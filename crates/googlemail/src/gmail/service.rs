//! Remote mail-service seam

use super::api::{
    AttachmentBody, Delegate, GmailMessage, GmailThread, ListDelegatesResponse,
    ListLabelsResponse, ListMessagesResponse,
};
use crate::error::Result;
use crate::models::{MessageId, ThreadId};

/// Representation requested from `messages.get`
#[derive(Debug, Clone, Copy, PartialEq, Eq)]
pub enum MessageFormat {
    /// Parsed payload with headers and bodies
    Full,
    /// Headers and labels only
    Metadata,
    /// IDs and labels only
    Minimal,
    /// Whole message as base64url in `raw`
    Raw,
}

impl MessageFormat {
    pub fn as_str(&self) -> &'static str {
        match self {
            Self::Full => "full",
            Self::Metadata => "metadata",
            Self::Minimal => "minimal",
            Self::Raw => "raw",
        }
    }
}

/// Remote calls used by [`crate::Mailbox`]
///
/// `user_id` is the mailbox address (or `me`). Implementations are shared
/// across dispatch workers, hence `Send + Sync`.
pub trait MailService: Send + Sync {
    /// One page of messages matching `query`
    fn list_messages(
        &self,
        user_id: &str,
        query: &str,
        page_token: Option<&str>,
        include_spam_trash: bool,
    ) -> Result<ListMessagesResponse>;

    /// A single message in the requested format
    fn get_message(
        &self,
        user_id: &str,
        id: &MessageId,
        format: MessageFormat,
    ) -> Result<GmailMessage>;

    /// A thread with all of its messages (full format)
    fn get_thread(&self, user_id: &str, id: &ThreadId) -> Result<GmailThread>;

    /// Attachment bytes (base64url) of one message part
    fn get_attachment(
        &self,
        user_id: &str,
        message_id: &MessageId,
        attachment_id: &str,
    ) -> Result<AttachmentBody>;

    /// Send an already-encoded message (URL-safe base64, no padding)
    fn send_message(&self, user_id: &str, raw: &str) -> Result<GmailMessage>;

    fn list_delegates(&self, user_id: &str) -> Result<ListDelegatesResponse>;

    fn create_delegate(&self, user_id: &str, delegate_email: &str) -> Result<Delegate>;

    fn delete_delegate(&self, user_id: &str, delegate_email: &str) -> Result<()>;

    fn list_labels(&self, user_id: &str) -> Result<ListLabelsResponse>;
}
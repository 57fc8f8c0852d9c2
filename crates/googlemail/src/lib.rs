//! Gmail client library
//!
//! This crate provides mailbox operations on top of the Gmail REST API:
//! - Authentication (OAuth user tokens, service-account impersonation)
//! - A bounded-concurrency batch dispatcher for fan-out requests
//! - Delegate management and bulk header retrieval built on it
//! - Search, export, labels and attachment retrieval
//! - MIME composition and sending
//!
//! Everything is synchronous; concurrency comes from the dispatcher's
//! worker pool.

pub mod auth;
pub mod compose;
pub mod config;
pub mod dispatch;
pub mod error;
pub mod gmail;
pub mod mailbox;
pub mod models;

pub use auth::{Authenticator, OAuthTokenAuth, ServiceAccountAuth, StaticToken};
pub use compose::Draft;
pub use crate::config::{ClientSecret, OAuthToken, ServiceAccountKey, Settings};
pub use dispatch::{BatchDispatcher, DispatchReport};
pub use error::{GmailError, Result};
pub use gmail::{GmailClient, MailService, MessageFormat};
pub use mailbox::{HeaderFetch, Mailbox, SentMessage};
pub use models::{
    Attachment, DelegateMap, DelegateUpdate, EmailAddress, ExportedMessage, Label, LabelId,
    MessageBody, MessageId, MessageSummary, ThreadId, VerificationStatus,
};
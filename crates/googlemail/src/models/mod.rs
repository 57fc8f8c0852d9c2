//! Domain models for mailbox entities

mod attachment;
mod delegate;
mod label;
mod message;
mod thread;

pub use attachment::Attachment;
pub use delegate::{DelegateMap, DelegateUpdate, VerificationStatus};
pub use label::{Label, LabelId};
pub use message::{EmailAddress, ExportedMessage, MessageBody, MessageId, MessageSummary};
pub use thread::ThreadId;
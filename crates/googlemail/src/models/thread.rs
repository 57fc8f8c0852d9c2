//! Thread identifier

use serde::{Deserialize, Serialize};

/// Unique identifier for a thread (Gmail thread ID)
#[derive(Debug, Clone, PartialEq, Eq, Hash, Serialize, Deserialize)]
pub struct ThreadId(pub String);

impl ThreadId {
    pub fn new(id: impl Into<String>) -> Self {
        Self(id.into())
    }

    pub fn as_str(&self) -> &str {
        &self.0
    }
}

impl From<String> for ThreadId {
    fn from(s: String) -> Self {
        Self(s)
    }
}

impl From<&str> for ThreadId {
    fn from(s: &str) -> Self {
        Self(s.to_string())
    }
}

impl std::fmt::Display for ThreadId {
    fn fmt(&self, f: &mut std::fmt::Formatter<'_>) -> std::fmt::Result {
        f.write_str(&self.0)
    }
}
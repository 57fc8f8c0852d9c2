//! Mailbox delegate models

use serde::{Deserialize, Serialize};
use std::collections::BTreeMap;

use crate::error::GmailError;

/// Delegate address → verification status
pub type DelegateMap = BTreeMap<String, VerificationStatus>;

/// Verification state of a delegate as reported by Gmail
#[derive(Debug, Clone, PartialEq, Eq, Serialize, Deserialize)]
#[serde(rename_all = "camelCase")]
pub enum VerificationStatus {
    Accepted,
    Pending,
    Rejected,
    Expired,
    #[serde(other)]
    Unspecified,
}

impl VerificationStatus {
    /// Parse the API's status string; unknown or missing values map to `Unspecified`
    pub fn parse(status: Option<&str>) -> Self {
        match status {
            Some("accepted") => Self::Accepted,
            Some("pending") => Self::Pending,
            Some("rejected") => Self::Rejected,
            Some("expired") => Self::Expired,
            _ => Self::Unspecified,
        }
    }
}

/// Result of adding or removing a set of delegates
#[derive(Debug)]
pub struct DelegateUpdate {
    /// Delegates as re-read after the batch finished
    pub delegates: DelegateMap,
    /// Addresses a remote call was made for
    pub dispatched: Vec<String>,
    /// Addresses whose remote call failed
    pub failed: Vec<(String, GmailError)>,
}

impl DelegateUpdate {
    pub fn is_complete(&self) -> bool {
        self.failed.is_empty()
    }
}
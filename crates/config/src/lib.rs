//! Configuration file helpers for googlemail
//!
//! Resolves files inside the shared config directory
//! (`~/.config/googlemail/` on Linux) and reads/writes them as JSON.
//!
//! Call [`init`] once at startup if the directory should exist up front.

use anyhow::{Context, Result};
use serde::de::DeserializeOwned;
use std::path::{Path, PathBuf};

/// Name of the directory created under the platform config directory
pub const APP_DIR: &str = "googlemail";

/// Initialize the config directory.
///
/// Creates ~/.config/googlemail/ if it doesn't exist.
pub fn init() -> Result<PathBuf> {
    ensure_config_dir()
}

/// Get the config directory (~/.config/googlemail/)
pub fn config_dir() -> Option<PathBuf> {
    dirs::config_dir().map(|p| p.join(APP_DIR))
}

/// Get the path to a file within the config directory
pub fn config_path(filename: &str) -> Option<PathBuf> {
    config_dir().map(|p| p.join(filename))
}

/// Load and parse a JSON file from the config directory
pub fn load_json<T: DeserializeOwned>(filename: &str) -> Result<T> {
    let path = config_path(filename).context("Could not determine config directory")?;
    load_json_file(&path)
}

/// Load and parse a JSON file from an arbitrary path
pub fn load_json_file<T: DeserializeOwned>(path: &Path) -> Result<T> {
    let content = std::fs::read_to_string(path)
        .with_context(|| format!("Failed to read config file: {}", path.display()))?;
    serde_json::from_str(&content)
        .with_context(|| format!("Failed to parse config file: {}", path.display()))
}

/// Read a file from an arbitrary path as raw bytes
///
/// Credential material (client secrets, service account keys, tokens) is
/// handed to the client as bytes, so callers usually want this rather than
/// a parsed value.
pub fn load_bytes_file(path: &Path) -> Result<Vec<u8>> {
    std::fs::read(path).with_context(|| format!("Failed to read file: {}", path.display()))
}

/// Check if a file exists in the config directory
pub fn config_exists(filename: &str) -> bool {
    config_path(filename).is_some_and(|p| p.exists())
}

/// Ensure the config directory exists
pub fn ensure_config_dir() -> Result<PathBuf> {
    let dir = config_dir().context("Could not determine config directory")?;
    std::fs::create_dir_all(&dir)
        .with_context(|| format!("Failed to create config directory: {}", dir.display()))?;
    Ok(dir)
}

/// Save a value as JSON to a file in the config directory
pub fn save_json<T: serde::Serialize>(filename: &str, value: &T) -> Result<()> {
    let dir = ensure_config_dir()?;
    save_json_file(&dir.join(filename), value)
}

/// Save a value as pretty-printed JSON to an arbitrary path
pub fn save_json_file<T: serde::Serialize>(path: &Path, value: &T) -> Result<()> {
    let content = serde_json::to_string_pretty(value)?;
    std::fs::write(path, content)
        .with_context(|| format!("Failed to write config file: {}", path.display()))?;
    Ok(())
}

# # # #

**Task statement:**
Check each line of the records above, and copy those that hold the word "DelegateUpdate".

**Solved problem:**
    Attachment, DelegateMap, DelegateUpdate, EmailAddress, ExportedMessage, Label, LabelId,
pub use delegate::{DelegateMap, DelegateUpdate, VerificationStatus};
pub struct DelegateUpdate {
impl DelegateUpdate {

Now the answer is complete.